Effect of chronic hypoxia on contents of urotensin II and its functional receptors in rat myocardium.

The cyclic peptide urotensin II (UII) has recently been cloned in mammals and reported to constrict rat pulmonary arteries potently. An enhanced maximal response was shown in rats exposed to chronic hypoxia. The aim of this study was to investigate changes in plasma and myocardial UII levels and its receptor sites in crude sarcolemma of ventricles from chronic hypoxic rats. We observed that rats exposed to chronic hypoxia for 4 weeks developed pulmonary hypertension and right ventricular hypertrophy. Compared with controls, the UII content in hypoxic rats was increased by 97.5% (45.24 +/- 7.1 vs. 22.9 +/- 3.24pg/mg protein, P < 0.01) in the right ventricle and 33.2% (24.89 +/- 0.99 vs. 18.68 +/- 2.04pg/mg protein, P < 0.01) in the left ventricle, respectively. However, there was no significant difference in plasma (27.44 +/- 3.11 vs. 27.82 +/- 5.57pg/ml, P > 0.05) and lung tissue levels (34.03 +/- 4.63 vs. 33.74 +/- 4.06 pg/ mg protein, P > 0.05) between the control and hypoxic groups. The time course of the binding of [125I]UII to crude ventricular sarcolemma was specific and time dependent. Scatchard plot analysis of the data demonstrated that the maximal number of specific binding sites (Bmax) in both the right and left ventricles was upregulated in the hypoxic group.
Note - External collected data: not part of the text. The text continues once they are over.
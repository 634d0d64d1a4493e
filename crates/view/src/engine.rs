//! The filter/sort/paginate pipeline.
//!
//! Everything here is a pure function of a dataset snapshot and a
//! [`ViewQuery`]. Equal inputs always give equal output.

use crate::query::{PageRequest, SortDirection, SortDirective, ViewQuery};
use serde::Serialize;
use sheetlens_sheet::{CellValue, Dataset, Record};
use std::cmp::Ordering;

/// Sort key derived from a cell.
///
/// Ordering is `Empty < Number < Text`. Booleans sort as 0/1 numbers and
/// numbers use IEEE total ordering, so the whole thing is a total order.
///
/// Numeric-looking text stays text, so the number `20` sorts before the text
/// `"10"`. Parsing text only when the other side is a number would break
/// transitivity: `9.5 < "10"`, `"10" < "9"` and `"9" < 9.5` form a cycle.
#[derive(Debug, Clone, Copy, PartialEq)]
pub enum Comparable<'a> {
    Empty,
    Number(f64),
    Text(&'a str),
}

impl Comparable<'_> {
    fn rank(&self) -> u8 {
        match self {
            Comparable::Empty => 0,
            Comparable::Number(_) => 1,
            Comparable::Text(_) => 2,
        }
    }

    /// Compare two keys under the total order described above
    #[must_use]
    pub fn total_cmp(&self, other: &Self) -> Ordering {
        match (self, other) {
            (Comparable::Number(a), Comparable::Number(b)) => a.total_cmp(b),
            (Comparable::Text(a), Comparable::Text(b)) => a.cmp(b),
            _ => self.rank().cmp(&other.rank()),
        }
    }
}

/// The one place cells are coerced for sorting
pub fn to_comparable(value: &CellValue) -> Comparable<'_> {
    match value {
        CellValue::Empty => Comparable::Empty,
        CellValue::String(s) if s.is_empty() => Comparable::Empty,
        CellValue::String(s) => Comparable::Text(s),
        other => other
            .as_number()
            .map_or(Comparable::Empty, Comparable::Number),
    }
}

/// The one place cells are coerced for searching: display text, lower-cased
pub fn to_searchable_string(value: &CellValue) -> String {
    value.to_string().to_lowercase()
}

/// Compare two cells under the sort order
pub fn compare_values(a: &CellValue, b: &CellValue) -> Ordering {
    to_comparable(a).total_cmp(&to_comparable(b))
}

/// True if any value of `record` contains `needle`.
///
/// `needle` must already be lower-cased; an empty needle matches everything.
pub fn matches_filter(record: &Record, needle: &str) -> bool {
    needle.is_empty()
        || record
            .values()
            .any(|value| to_searchable_string(value).contains(needle))
}

/// Stable sort by one column. A key the records don't have reads as empty
/// everywhere, which leaves the order unchanged.
pub fn sort_records(rows: &mut [&Record], sort: Option<&SortDirective>) {
    let Some(sort) = sort else {
        return;
    };

    let empty = CellValue::Empty;
    rows.sort_by(|a, b| {
        let a = a.get(&sort.key).unwrap_or(&empty);
        let b = b.get(&sort.key).unwrap_or(&empty);
        let ord = compare_values(a, b);
        match sort.direction {
            SortDirection::Ascending => ord,
            SortDirection::Descending => ord.reverse(),
        }
    });
}

/// Number of pages needed for `count` rows; zero rows means zero pages
pub fn total_pages(count: usize, page_size: usize) -> usize {
    if page_size == 0 {
        return 0;
    }
    count.div_ceil(page_size)
}

/// Slice out one page. Pages outside the data yield an empty slice.
pub fn paginate<T>(rows: &[T], page: PageRequest) -> &[T] {
    let Some((start, end)) = page.bounds() else {
        return &[];
    };
    if start >= rows.len() {
        return &[];
    }
    &rows[start..end.min(rows.len())]
}

/// Every record that passes the filter, in sorted order (not paginated)
pub fn filtered_sorted<'a>(dataset: &'a Dataset, query: &ViewQuery) -> Vec<&'a Record> {
    let needle = query.filter.to_lowercase();

    // Filtering before sorting gives the same sequence: the sort is stable
    // and filtering keeps relative order.
    let mut rows: Vec<&Record> = dataset
        .records()
        .iter()
        .filter(|record| matches_filter(record, &needle))
        .collect();
    sort_records(&mut rows, query.sort.as_ref());
    rows
}

/// One rendered page of the table plus the counts the pager needs
#[derive(Debug, Clone, PartialEq, Serialize)]
#[serde(rename_all = "camelCase")]
pub struct View<'a> {
    pub rows: Vec<&'a Record>,
    /// Rows matching the filter, across all pages
    pub total_count: usize,
    pub total_pages: usize,
    pub page: usize,
}

impl View<'_> {
    /// A view with nothing in it
    #[must_use]
    pub fn empty(page: usize) -> Self {
        View {
            rows: Vec::new(),
            total_count: 0,
            total_pages: 0,
            page,
        }
    }
}

/// Run the whole pipeline: filter, sort, then cut out the requested page
pub fn filter_sort_paginate<'a>(dataset: &'a Dataset, query: &ViewQuery, page_size: usize) -> View<'a> {
    let filtered = filtered_sorted(dataset, query);
    let rows = paginate(&filtered, query.page_request(page_size)).to_vec();

    tracing::trace!(
        matched = filtered.len(),
        page = query.page,
        returned = rows.len(),
        "filter_sort_paginate"
    );

    View {
        total_count: filtered.len(),
        total_pages: total_pages(filtered.len(), page_size),
        page: query.page,
        rows,
    }
}

#[cfg(test)]
mod tests {
    use super::*;

    fn people() -> Dataset {
        Dataset::from_rows(
            "people.xlsx",
            vec!["Name".to_string(), "Sexe".to_string(), "Age".to_string()],
            vec![
                vec![CellValue::from("A"), CellValue::from("F"), CellValue::Int(40)],
                vec![CellValue::from("B"), CellValue::from("M"), CellValue::Empty],
                vec![CellValue::from("C"), CellValue::from("F"), CellValue::Float(7.5)],
            ],
        )
    }

    fn names(rows: &[&Record]) -> Vec<String> {
        rows.iter().map(|r| r["Name"].to_string()).collect()
    }

    #[test]
    fn test_comparable_order() {
        assert_eq!(compare_values(&CellValue::Empty, &CellValue::Int(-5)), Ordering::Less);
        assert_eq!(compare_values(&CellValue::Int(2), &CellValue::Float(10.0)), Ordering::Less);
        assert_eq!(compare_values(&CellValue::Int(99), &CellValue::from("1")), Ordering::Less);
        assert_eq!(compare_values(&CellValue::from("B"), &CellValue::from("a")), Ordering::Less);
        assert_eq!(compare_values(&CellValue::Bool(true), &CellValue::Int(1)), Ordering::Equal);
    }

    #[test]
    fn test_numeric_text_sorts_after_numbers() {
        let dataset = Dataset::from_rows(
            "mixed.xlsx",
            vec!["Name".to_string(), "Code".to_string()],
            vec![
                vec![CellValue::from("ten"), CellValue::from("10")],
                vec![CellValue::from("five"), CellValue::Int(5)],
                vec![CellValue::from("twenty"), CellValue::Int(20)],
                vec![CellValue::from("nine"), CellValue::from("9")],
            ],
        );

        let query = ViewQuery::new().with_sort(SortDirective::ascending("Code"));
        let view = filter_sort_paginate(&dataset, &query, 10);
        assert_eq!(names(&view.rows), vec!["five", "twenty", "ten", "nine"]);

        let query = ViewQuery::new().with_sort(SortDirective::descending("Code"));
        let view = filter_sort_paginate(&dataset, &query, 10);
        assert_eq!(names(&view.rows), vec!["nine", "ten", "twenty", "five"]);
    }

    #[test]
    fn test_searchable_string() {
        assert_eq!(to_searchable_string(&CellValue::from("HeLLo")), "hello");
        assert_eq!(to_searchable_string(&CellValue::Float(2.0)), "2");
        assert_eq!(to_searchable_string(&CellValue::Bool(false)), "false");
        assert_eq!(to_searchable_string(&CellValue::Empty), "");
    }

    #[test]
    fn test_sort_descending() {
        let dataset = people();
        let query = ViewQuery::new().with_sort(SortDirective::descending("Name"));

        let view = filter_sort_paginate(&dataset, &query, 10);
        assert_eq!(names(&view.rows), vec!["C", "B", "A"]);
    }

    #[test]
    fn test_sort_mixed_numbers_and_blanks() {
        let dataset = people();
        let query = ViewQuery::new().with_sort(SortDirective::ascending("Age"));

        let view = filter_sort_paginate(&dataset, &query, 10);
        assert_eq!(names(&view.rows), vec!["B", "C", "A"]);
    }

    #[test]
    fn test_sort_ties_keep_order() {
        let dataset = people();
        let query = ViewQuery::new().with_sort(SortDirective::descending("Sexe"));

        let view = filter_sort_paginate(&dataset, &query, 10);
        assert_eq!(names(&view.rows), vec!["B", "A", "C"]);
    }

    #[test]
    fn test_unknown_sort_key_is_noop() {
        let dataset = people();
        let query = ViewQuery::new().with_sort(SortDirective::descending("Nope"));

        let view = filter_sort_paginate(&dataset, &query, 10);
        assert_eq!(names(&view.rows), vec!["A", "B", "C"]);
    }

    #[test]
    fn test_filter_is_case_insensitive() {
        let dataset = people();
        let view = filter_sort_paginate(&dataset, &ViewQuery::new().with_filter("b"), 10);
        assert_eq!(names(&view.rows), vec!["B"]);
        assert_eq!(view.total_count, 1);
    }

    #[test]
    fn test_filter_matches_numbers_not_headers() {
        let dataset = people();

        let view = filter_sort_paginate(&dataset, &ViewQuery::new().with_filter("7.5"), 10);
        assert_eq!(names(&view.rows), vec!["C"]);

        let view = filter_sort_paginate(&dataset, &ViewQuery::new().with_filter("sexe"), 10);
        assert!(view.rows.is_empty());
    }

    #[test]
    fn test_paginate_bounds() {
        let rows: Vec<usize> = (0..25).collect();

        assert_eq!(paginate(&rows, PageRequest { page: 1, page_size: 10 }).len(), 10);
        assert_eq!(paginate(&rows, PageRequest { page: 3, page_size: 10 }), &[20, 21, 22, 23, 24]);
        assert!(paginate(&rows, PageRequest { page: 4, page_size: 10 }).is_empty());
        assert!(paginate(&rows, PageRequest { page: 0, page_size: 10 }).is_empty());
        assert!(paginate(&rows, PageRequest { page: usize::MAX, page_size: 10 }).is_empty());
    }

    #[test]
    fn test_total_pages() {
        assert_eq!(total_pages(0, 10), 0);
        assert_eq!(total_pages(10, 10), 1);
        assert_eq!(total_pages(11, 10), 2);
        assert_eq!(total_pages(5, 0), 0);
    }

    #[test]
    fn test_empty_dataset() {
        let dataset = Dataset::default();
        let query = ViewQuery::new().with_sort(SortDirective::ascending("Name"));

        let view = filter_sort_paginate(&dataset, &query, 10);
        assert_eq!(view, View::empty(1));
    }
}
Moreover, Bmax in the right ventricular specimens was upregulated to a greater extent than in the left ventricle (increased by 114% and 25% in the right and left ventricles, respectively, compared with control group, P < 0.01). In contrast, the UII binding affinity in right and left ventricular membranes from hypoxic rats was decreased (the dissociation constant Kd) increased by 20% and 33%, respectively compared with controls, P < 0.01). These results indicate that UII may act as an autocrine and/or paracrine hormone rather than as a circulating hormone, playing important roles in the development of ventricular hypertrophy induced by chronic hypoxia, and that the pathophysiological significance of UII in pulmonary and cardiovascular alteration induced by chronic hypoxia deserves further investigation.